Zamba Loca: Die fünfte Ausgabe des Open Airs überzeugte mit Atmosphäre

Die fünfte Ausgabe des Open Airs Zamba Loca überzeugte mit einer positiven und familiären Atmosphäre.

Vor der Hauptbühne ist das Publikum durchmischt. Es dominieren zwar Strickjäckchen und Rastafrisuren, man trifft aber auch Kindergärtler, die zusammen mit ihren Eltern einen Wochenendausflug unternehmen. Völlig selbstvergessen tanzen die Jüngsten dort zwischen partyfreudigen Jungen und jung gebliebenen Alten.
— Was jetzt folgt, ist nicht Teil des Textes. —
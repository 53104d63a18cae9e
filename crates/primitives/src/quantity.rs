//! JSON-RPC encodes numeric quantities as `0x`-prefixed hex without leading
//! zeros; zero is `"0x0"`. Use with `#[serde(with = "quantity::u64")]`.

use alloy_primitives::U256;
use serde::{Deserialize, Deserializer, Serializer};

fn parse_digits(input: &str) -> Result<&str, String> {
    let digits = input
        .strip_prefix("0x")
        .ok_or_else(|| format!("quantity `{input}` is missing the `0x` prefix"))?;

    if digits.is_empty() {
        return Err("quantity has no digits".to_string());
    }
    if digits.len() > 1 && digits.starts_with('0') {
        return Err(format!("quantity `{input}` has leading zeros"));
    }

    Ok(digits)
}

/// Serde helpers for `u64` quantities.
pub mod u64 {
    use super::{Deserialize, Deserializer, Serializer, parse_digits};

    /// Serializes a `u64` as a hex quantity.
    pub fn serialize<S: Serializer>(value: &u64, serializer: S) -> Result<S::Ok, S::Error> {
        serializer.collect_str(&format_args!("0x{value:x}"))
    }

    /// Deserializes a hex quantity into a `u64`.
    pub fn deserialize<'de, D: Deserializer<'de>>(deserializer: D) -> Result<u64, D::Error> {
        let value = <std::borrow::Cow<'de, str>>::deserialize(deserializer)?;
        let digits = parse_digits(&value).map_err(serde::de::Error::custom)?;
        u64::from_str_radix(digits, 16).map_err(serde::de::Error::custom)
    }
}

/// Serde helpers for `u128` quantities.
pub mod u128 {
    use super::{Deserialize, Deserializer, Serializer, parse_digits};

    /// Serializes a `u128` as a hex quantity.
    pub fn serialize<S: Serializer>(value: &u128, serializer: S) -> Result<S::Ok, S::Error> {
        serializer.collect_str(&format_args!("0x{value:x}"))
    }

    /// Deserializes a hex quantity into a `u128`.
    pub fn deserialize<'de, D: Deserializer<'de>>(deserializer: D) -> Result<u128, D::Error> {
        let value = <std::borrow::Cow<'de, str>>::deserialize(deserializer)?;
        let digits = parse_digits(&value).map_err(serde::de::Error::custom)?;
        u128::from_str_radix(digits, 16).map_err(serde::de::Error::custom)
    }
}

/// Serde helpers for `U256` quantities.
pub mod u256 {
    use super::{Deserialize, Deserializer, Serializer, U256, parse_digits};

    /// Serializes a `U256` as a hex quantity.
    pub fn serialize<S: Serializer>(value: &U256, serializer: S) -> Result<S::Ok, S::Error> {
        serializer.collect_str(&format_args!("0x{value:x}"))
    }

    /// Deserializes a hex quantity into a `U256`.
    pub fn deserialize<'de, D: Deserializer<'de>>(deserializer: D) -> Result<U256, D::Error> {
        let value = <std::borrow::Cow<'de, str>>::deserialize(deserializer)?;
        let digits = parse_digits(&value).map_err(serde::de::Error::custom)?;
        U256::from_str_radix(digits, 16).map_err(serde::de::Error::custom)
    }
}

/// Serde helpers for optional `u64` quantities, where JSON `null` is `None`.
pub mod opt_u64 {
    use super::{Deserialize, Deserializer, Serializer, parse_digits};

    /// Serializes an optional `u64` as a hex quantity or `null`.
    pub fn serialize<S: Serializer>(value: &Option<u64>, serializer: S) -> Result<S::Ok, S::Error> {
        match value {
            Some(value) => super::u64::serialize(value, serializer),
            None => serializer.serialize_none(),
        }
    }

    /// Deserializes an optional hex quantity.
    pub fn deserialize<'de, D: Deserializer<'de>>(
        deserializer: D,
    ) -> Result<Option<u64>, D::Error> {
        let value = Option::<std::borrow::Cow<'de, str>>::deserialize(deserializer)?;
        value
            .map(|value| {
                let digits = parse_digits(&value).map_err(serde::de::Error::custom)?;
                u64::from_str_radix(digits, 16).map_err(serde::de::Error::custom)
            })
            .transpose()
    }
}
Jahr für Jahr entsteht am Zamba Loca in Wohlen eine kleine Familie – wer am Festival ist, gehört automatisch dazu, wird geschätzt und respektiert.

Die Organisatoren des Festivals findet man nicht wie bei kommerziellen Festivals in einem isolierten VIP-Bereich, sondern direkt vor der Hauptbühne. Sie tragen keine Anzüge, brauchen keine PR-Berater und nehmen den ganzen Aufwand nicht auf sich, um daran Geld zu verdienen. Man merkt ihnen zwar an, dass sie in den vergangenen Tagen nicht allzu viel Schlaf hatten – gleichzeitig erkennt man aber auch auf den ersten Blick, mit wie viel Einsatz und persönlichem Engagement sie dieses Festival auf die Beine gestellt haben.

«Das Konzept des Zamba Locas hat sich während der vergangenen vier Jahre sehr bewährt. Unser primäres Ziel ist es deshalb nicht, dass das Open Air wächst, sondern, dass wir es professionalisieren können und es noch stärker zum integralen Bestandteil der Freiämter Kulturszene wird», sagt OK-Mitglied Lukas Renckly.

Internationale Headliner

Auch dieses Jahr war das Festival wieder ein voller Erfolg. Bekannte Bands wie Plëiad aus Frankreich und Die Aeronauten aus Winterthur begeisterten das Publikum und sorgten für eine ausgelassene Stimmung. «Was die Qualität der Bands angeht, können wir mit den grossen Festivals auf jeden Fall mithalten», sagt Renckly. Sein persönliches Highlight war der Auftritt von The Amplifier aus Grossbritannien: «Es ist dieses Jahr ihr einziges Konzert in Europa – wir haben sie extra eingeflogen. Sie könnten auf viel grösseren Bühnen spielen und um einiges mehr Geld verlangen, aber weil sie den Spirit unseres Festivals schätzen, haben sie eine Ausnahme gemacht.»